В 1901 году в Царицыне случился большой пожар – может быть, самый страшный за всю историю города. Начался он с Волги, с деревянной барки-беляны, груженной лесом и смолою, вмиг перекинулся на другие суда, на береговые склады – и запылал город, вся Зацарицынская слобода почти полностью выгорела.

Обездоленных погорельцев своей державной милостью одарил Николай II, пожаловавший 10 000 рублей из царской казны на восстановление сгоревших улиц и застройку ближнегородских, то есть окраинных, земель.

Молодой газетный репортер, будущий замечательный русский писатель Александр Куприн рассказывал в очерке «Царицынское пожарище»: «Только по огромности опустевшей площади можно судить о небывалых размерах пожара. Сгорело все до последней соринки».

И в этот же год в жизни Царицына произошло великое событие: был заложен памятный камень на месте будущего строительства кафедрального собора Александра Невского. Теперь, спустя столетие, можно по-всякому комментировать оба события, но внутренне не выглядит ли эта история следующим образом: пожар явился великим испытанием для царицан, а закладка православного собора дана была Господом как надежда и помощь в преодолении этого испытания? Отстраивался после пожарища город, и, несмотря на нужду, горожане, в том числе и погорельцы, жертвовали на строительство храма.

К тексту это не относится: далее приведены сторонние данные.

use clap::Parser;
use particle_field::FieldConfig;

/// An ambient particle field that keeps clear of the page content area
#[derive(Parser)]
#[command()]
pub struct Args {
    /// Number of particles
    #[arg(short, long, default_value_t = 60)]
    pub particles: usize,

    /// Distance in pixels below which two particles are connected
    #[arg(long, default_value_t = 150.0)]
    pub connection_distance: f32,

    /// Distance in pixels below which particles connect to the cursor
    #[arg(long, default_value_t = 200.0)]
    pub cursor_distance: f32,

    /// Particle speed in pixels per frame
    #[arg(short, long, default_value_t = 0.5)]
    pub speed: f32,

    /// The framerate the field is animated at
    ///
    /// `0` runs as fast as the surface allows
    #[arg(short, long, default_value_t = 60)]
    pub framerate: u32,

    /// Seed for particle placement, random if omitted
    #[arg(long)]
    pub seed: Option<u64>,

    /// Initial window width in logical pixels
    #[arg(long, default_value_t = 1280.0)]
    pub width: f64,

    /// Initial window height in logical pixels
    #[arg(long, default_value_t = 800.0)]
    pub height: f64,

    /// Start with the tuning overlay visible [F1]
    #[arg(long)]
    pub overlay: bool,
}

impl Args {
    pub fn field_config(&self) -> FieldConfig {
        FieldConfig {
            particle_count: self.particles,
            connection_distance: self.connection_distance,
            cursor_distance: self.cursor_distance,
            speed: self.speed,
            ..Default::default()
        }
    }
}
use glam::Vec2;

use crate::config::Color;

/// Immediate-mode 2D drawing surface the field renders into.
pub trait Canvas {
    fn clear(&mut self);
    fn fill_circle(&mut self, center: Vec2, radius: f32, color: Color);
    fn stroke_line(&mut self, from: Vec2, to: Vec2, width: f32, color: Color);
}

#[derive(Debug, Clone, Copy, PartialEq)]
pub enum DrawCommand {
    Clear,
    Circle {
        center: Vec2,
        radius: f32,
        color: Color,
    },
    Line {
        from: Vec2,
        to: Vec2,
        width: f32,
        color: Color,
    },
}

/// A [`Canvas`] that records every call.
///
/// `clear` drops everything recorded so far, so after a tick the list holds
/// exactly what is visible on screen.
#[derive(Debug, Default)]
pub struct DrawList {
    commands: Vec<DrawCommand>,
}

impl DrawList {
    pub fn new() -> Self {
        Self::default()
    }

    pub fn commands(&self) -> &[DrawCommand] {
        &self.commands
    }

    pub fn is_empty(&self) -> bool {
        self.commands.is_empty()
    }

    /// Forgets all commands, including the `Clear` marker.
    pub fn reset(&mut self) {
        self.commands.clear();
    }

    pub fn circles(&self) -> impl Iterator<Item = (Vec2, f32, Color)> + '_ {
        self.commands.iter().filter_map(|command| match *command {
            DrawCommand::Circle {
                center,
                radius,
                color,
            } => Some((center, radius, color)),
            _ => None,
        })
    }

    pub fn lines(&self) -> impl Iterator<Item = (Vec2, Vec2, f32, Color)> + '_ {
        self.commands.iter().filter_map(|command| match *command {
            DrawCommand::Line {
                from,
                to,
                width,
                color,
            } => Some((from, to, width, color)),
            _ => None,
        })
    }
}

impl Canvas for DrawList {
    fn clear(&mut self) {
        self.commands.clear();
        self.commands.push(DrawCommand::Clear);
    }

    fn fill_circle(&mut self, center: Vec2, radius: f32, color: Color) {
        self.commands.push(DrawCommand::Circle {
            center,
            radius,
            color,
        });
    }

    fn stroke_line(&mut self, from: Vec2, to: Vec2, width: f32, color: Color) {
        self.commands.push(DrawCommand::Line {
            from,
            to,
            width,
            color,
        });
    }
}
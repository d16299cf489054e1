use std::sync::Arc;

use anyhow::Context;
use winit::window::Window;

pub struct GpuContext {
    pub surface: wgpu::Surface<'static>,
    pub device: wgpu::Device,
    pub queue: wgpu::Queue,
    pub config: wgpu::SurfaceConfiguration,
}

impl GpuContext {
    pub async fn new(window: Arc<Window>) -> anyhow::Result<Self> {
        let window_size = window.inner_size();

        let instance = wgpu::Instance::default();
        let surface = instance
            .create_surface(window)
            .context("Failed to create a surface for the window")?;
        let adapter = instance
            .request_adapter(&wgpu::RequestAdapterOptions {
                compatible_surface: Some(&surface),
                ..Default::default()
            })
            .await
            .context("Failed to find an appropriate adapter")?;

        let info = adapter.get_info();
        log::info!("Using adapter {} ({:?})", info.name, info.backend);

        let (device, queue) = adapter
            .request_device(
                &wgpu::DeviceDescriptor {
                    label: None,
                    required_features: wgpu::Features::empty(),
                    required_limits: wgpu::Limits::downlevel_webgl2_defaults()
                        .using_resolution(adapter.limits()),
                },
                None,
            )
            .await
            .context("Failed to create device")?;

        let mut config = surface
            .get_default_config(&adapter, window_size.width.max(1), window_size.height.max(1))
            .context("Surface is not supported by the adapter")?;

        // Blend in sRGB space like a browser canvas does, and the way egui expects
        if let Some(format) = surface
            .get_capabilities(&adapter)
            .formats
            .into_iter()
            .find(|format| !format.is_srgb())
        {
            config.format = format;
        }
        surface.configure(&device, &config);

        Ok(Self {
            surface,
            device,
            queue,
            config,
        })
    }

    pub fn format(&self) -> wgpu::TextureFormat {
        self.config.format
    }

    /// Reconfigures the surface for a new window size; zero-sized windows
    /// (minimized) keep the previous configuration.
    pub fn resize(&mut self, width: u32, height: u32) {
        if width == 0 || height == 0 {
            return;
        }

        self.config.width = width;
        self.config.height = height;
        self.reconfigure_surface();
    }

    pub fn reconfigure_surface(&self) {
        log::debug!(
            "Configuring surface {}x{} ({:?})",
            self.config.width,
            self.config.height,
            self.config.format
        );
        self.surface.configure(&self.device, &self.config);
    }
}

К 1918 году, когда состоялось его освящение, следы страшного пожара 1901 года да еще двух, поменьше, случившихся в 1902 и 1903 годах, поросли травой забвения: Царицын размахнулся и вдоль Волги, и вширь. Эта уходящая вдаль степная ширь была отдана погорельцам на поселение. Так явилась миру Дар-Гора, обитатели которой вскоре прозвали ее солнечной, а дальние ее слободки – Яблочной, Садовой, Сосновой.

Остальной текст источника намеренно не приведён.